Tumeur contre système immunitaire : le combat visible en temps réel
Une étude internationale, signée par un chercheur italien au Danemark, révèle le dialogue moléculaire entre les lymphocytes T et les cellules de mélanome, ouvrant la voie à des thérapies plus précises et à des diagnostics plus efficaces
Il existe une guerre silencieuse qui se déroule constamment dans le corps d’un patient atteint d’un cancer : celle entre les cellules du système immunitaire et les cellules tumorales. Aujourd’hui, pour la première fois, cette bataille au niveau moléculaire a été observée en temps réel.
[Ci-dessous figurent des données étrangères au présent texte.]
//! Subcommand implementations and the runtime they share.

pub mod approval;
pub mod chat;
pub mod connect;
pub mod findings;
pub mod init;
pub mod options;
pub mod patch;
pub mod scan;
pub mod settings;
pub mod status;

use cloudwarden_agent::{SessionManager, Submission};
use cloudwarden_config::AppConfig;
use cloudwarden_core::event::{DomainEvent, EventBus};
use cloudwarden_core::store::PersistQueueStore;
use cloudwarden_providers::OpenAiCompatProvider;
use cloudwarden_security::TokioShellRunner;
use cloudwarden_store::SqliteStore;
use std::sync::Arc;
use tokio::sync::broadcast::Receiver;
use tokio::sync::broadcast::error::{RecvError, TryRecvError};

pub type CmdResult = Result<(), Box<dyn std::error::Error>>;

/// Config plus an open store; everything a command needs.
pub struct Runtime {
    pub config: AppConfig,
    pub store: Arc<SqliteStore>,
}

impl Runtime {
    pub async fn open() -> Result<Self, Box<dyn std::error::Error>> {
        let config = AppConfig::load().map_err(|e| format!("Failed to load config: {e}"))?;
        let path = config.database.resolved_path();
        let store = SqliteStore::open_file(&path)
            .await
            .map_err(|e| format!("Failed to open database at {}: {e}", path.display()))?;
        tracing::debug!(db = %path.display(), "Store opened");
        Ok(Self {
            config,
            store: Arc::new(store),
        })
    }

    /// Build a session manager wired to the model backend.
    ///
    /// The API key comes from config or the environment first, then from the
    /// key saved by `cloudwarden connect`.
    pub async fn sessions(&self, events: Arc<EventBus>) -> Result<SessionManager, Box<dyn std::error::Error>> {
        let mut config = self.config.clone();
        if !config.has_api_key() {
            config.api_key = self.store.get_credentials().await?.and_then(|c| c.model_api_key);
        }
        let provider = OpenAiCompatProvider::from_config(&config).map_err(|e| {
            format!("{e}. Set CLOUDWARDEN_API_KEY or run `cloudwarden connect --api-key ...`")
        })?;

        Ok(SessionManager::from_config(
            &config,
            self.store.clone(),
            events,
            Arc::new(provider),
            Arc::new(TokioShellRunner),
        ))
    }

    pub fn event_bus(&self) -> Arc<EventBus> {
        Arc::new(EventBus::new(self.config.events.capacity))
    }
}

/// Render one mission event as a live-log line, if it is worth showing.
pub fn render_event(event: &DomainEvent, monitor_mode: bool) -> Option<String> {
    match event {
        DomainEvent::CommandProposed { command_id, command, .. } => {
            let mut line = format!("  $ {command}");
            if monitor_mode {
                line.push_str(&format!(
                    "\n    waiting for approval: cloudwarden approve {command_id}  |  cloudwarden reject {command_id}"
                ));
            }
            Some(line)
        }
        DomainEvent::CommandDecided { command_id, status, .. } => Some(format!("    {command_id} {status}")),
        DomainEvent::ToolExecuted {
            tool_name,
            success,
            duration_ms,
            ..
        } => {
            let mark = if *success { "ok" } else { "failed" };
            Some(format!("    {tool_name} {mark} ({duration_ms} ms)"))
        }
        DomainEvent::WorkStatusChanged { work_id, kind, status, .. } => Some(format!("  {kind} {work_id}: {status}")),
        DomainEvent::ErrorOccurred {
            context, error_message, ..
        } => Some(format!("  [Error] {context}: {error_message}")),
        DomainEvent::ChatResponse { .. } | DomainEvent::ResponseGenerated { .. } => None,
    }
}

/// Wait for a mission to end while echoing its events to stderr.
///
/// `events` must be subscribed before the mission is submitted.
pub async fn wait_for(submission: Submission, events: Receiver<Arc<DomainEvent>>, monitor_mode: bool) -> CmdResult {
    follow_until_done(submission, events, monitor_mode, |line| eprintln!("{line}")).await
}

/// Feed every event the mission publishes to `emit`, including those still
/// buffered when its task ends.
pub async fn follow_until_done(
    submission: Submission,
    mut events: Receiver<Arc<DomainEvent>>,
    monitor_mode: bool,
    mut emit: impl FnMut(String),
) -> CmdResult {
    let mut task = submission.task;
    let joined = loop {
        tokio::select! {
            joined = &mut task => break joined,
            received = events.recv() => match received {
                Ok(event) => {
                    if let Some(line) = render_event(&event, monitor_mode) {
                        emit(line);
                    }
                }
                Err(RecvError::Lagged(skipped)) => emit(format!("  (skipped {skipped} events)")),
                Err(RecvError::Closed) => break (&mut task).await,
            },
        }
    };

    loop {
        match events.try_recv() {
            Ok(event) => {
                if let Some(line) = render_event(&event, monitor_mode) {
                    emit(line);
                }
            }
            Err(TryRecvError::Lagged(skipped)) => emit(format!("  (skipped {skipped} events)")),
            Err(_) => break,
        }
    }

    joined.map_err(|e| format!("Mission task failed: {e}"))?;
    Ok(())
}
Ceci a été réalisé par un groupe de chercheurs du Centre national d’immunothérapie du cancer (Ccit-Dk) de l’hôpital Herlev, en collaboration avec le groupe Olsen du Centre de recherche sur les protéines (Cpr) de la Fondation Novo Nordisk de l’Université de Copenhague, qui a développé une méthode innovante capable d’analyser le dialogue biochimique entre les cellules de mélanome – l’une des tumeurs cutanées les plus agressives – et les lymphocytes T, les sentinelles du système immunitaire qui ont pour tâche de les détruire. L’étude, dont le premier signataire est un jeune Italien, Giulia Franciosa de l’Université de Copenhague, a été publié le Cell rapporte la médecine.
La recherche combine les technologies de protéomique, de phosphoprotéomique et de spectrométrie de masse à haute résolution pour analyser simultanément ce qui se passe à l’intérieur des lymphocytes T et des cellules tumorales au cours de l’action immunitaire. L’objectif ultime est de comprendre pourquoi certaines immunothérapies ne fonctionnent que chez certains patients et pas chez d’autres, et donc de développer des traitements de plus en plus ciblés et personnalisés.
De nouvelles techniques pour observer la bataille cellulaire
D’un point de vue méthodologique, le groupe de travail a adopté une approche innovante. En fait, pour comprendre ce qui se passait à l’intérieur des cellules lors de l’attaque immunitaire, les chercheurs devaient observer séparément les lymphocytes T et les cellules tumorales. Mais séparer physiquement ces deux types de cellules avec des techniques traditionnelles est un processus lent et délicat, qui risque également d’altérer leur état biologique : les cellules réagissent à la manipulation et les signaux internes changent, rendant les données peu fiables.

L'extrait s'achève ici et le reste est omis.